Extended Data Fig. 7
Extended Data Fig. 7. Validation of spot annotation and module presence using PDX samples.
a. UMAP of single-cell RNA-Seq data for sample 1, colored by the number of UMIs corresponding to human (left) or mouse (right) genes. b. Heatmap of module presence in malignant cells of sample 1 (see Extended Data Fig. 4a–c and Methods) c-d. Spatial transcriptomic spots colored by the number of UMIs corresponding to human (left) or mouse (right) genes for sample 1 (c) and sample 2 (d). Scale bar represents 1mm. e-f. Spatial transcriptomic spots colored by annotation as ‘Malignant’, ‘Both’ or ‘Normal’ using the NNLS method on the full transcriptome (left) or on human orthologs (right) in sample 1 (e) and sample 2 (f). To test the accuracy of the NNLS method to annotate spots, we performed paired scRNA-Seq and ST on two patient-derived melanoma xenografts (PDX).
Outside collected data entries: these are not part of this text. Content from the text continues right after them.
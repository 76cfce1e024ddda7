use std::path::PathBuf;
use std::sync::Arc;

use anyhow::Context;
use contactscan_core::ServiceConfig;
use contactscan_ocr::{ContactPipeline, OcrBackend};
use tokio::net::TcpListener;
use tracing::info;

mod error;
mod routes;
mod state;
mod telemetry;

use state::AppState;

#[tokio::main]
async fn main() -> anyhow::Result<()> {
    let config_path = std::env::args_os()
        .nth(1)
        .or_else(|| std::env::var_os("CONTACTSCAN_CONFIG"))
        .map(PathBuf::from);
    let mut config = ServiceConfig::load(config_path.as_deref())?;
    if let Ok(port) = std::env::var("CONTACTSCAN_PORT") {
        config.server.port = port.parse().context("CONTACTSCAN_PORT must be a port number")?;
    }

    telemetry::init(&config.log);

    tokio::fs::create_dir_all(&config.upload.dir)
        .await
        .with_context(|| format!("Failed to create upload directory {}", config.upload.dir.display()))?;

    let pipeline = ContactPipeline::from_config(build_recognizer(&config), &config);
    let phone_pattern = pipeline.phone_pattern();
    let app = routes::router(AppState::new(pipeline, &config));

    let addr = format!("{}:{}", config.server.host, config.server.port);
    let listener = TcpListener::bind(&addr)
        .await
        .with_context(|| format!("Failed to bind {addr}"))?;

    info!(
        language = %config.ocr.language,
        phone_pattern = %phone_pattern,
        "Server is running at http://{addr}"
    );

    axum::serve(listener, app)
        .with_graceful_shutdown(shutdown_signal())
        .await?;
    Ok(())
}

#[cfg(feature = "tesseract")]
fn build_recognizer(config: &ServiceConfig) -> Arc<dyn OcrBackend> {
    Arc::new(contactscan_ocr::TesseractRecognizer::new(Some(config.ocr.tessdata_path.clone())))
}

#[cfg(not(feature = "tesseract"))]
fn build_recognizer(_config: &ServiceConfig) -> Arc<dyn OcrBackend> {
    Arc::new(contactscan_ocr::TesseractCli::new())
}

async fn shutdown_signal() {
    if let Err(e) = tokio::signal::ctrl_c().await {
        tracing::warn!("Failed to listen for shutdown signal: {e}");
        std::future::pending::<()>().await;
    }
    info!("Shutting down");
}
In this setting, only malignant cells are of human origin and therefore express human genes, enabling us to reliably identify malignant cells or spots. Using the NNLS method on the full mouse and human transcriptomes, we first established a ‘ground truth’ for spot identities. We then simulated the patient samples by converting mouse genes to their human orthologs, thereby removing the species information. This resulted in specificity of 99% (sample 1) and 89% (sample 2) specificity. g-h. ‘Malignant’ spatial transcriptomic spots colored by expression score for the cycle, stress, hypoxia and pEMT modules for sample 1 (g) and sample 2 (h). To establish the validity of scoring ‘Malignant’ spots for gene modules, we scored the ‘Malignant’ spots for the expression of modules. Since human malignant cells can unambiguously be distinguished from mouse TME cells in this system, we first used the single cell data to confirm that the modules are differentially expressed by malignant cells themselves and rule out the possibility of an artifact stemming from TME contamination. For example, the pEMT module includes genes normally expressed by fibroblasts, but we detected its presence in the malignant cells.
Extended Data Fig. 8
Extended Data Fig. 8. Relationship between pEMT and cancer spot depth.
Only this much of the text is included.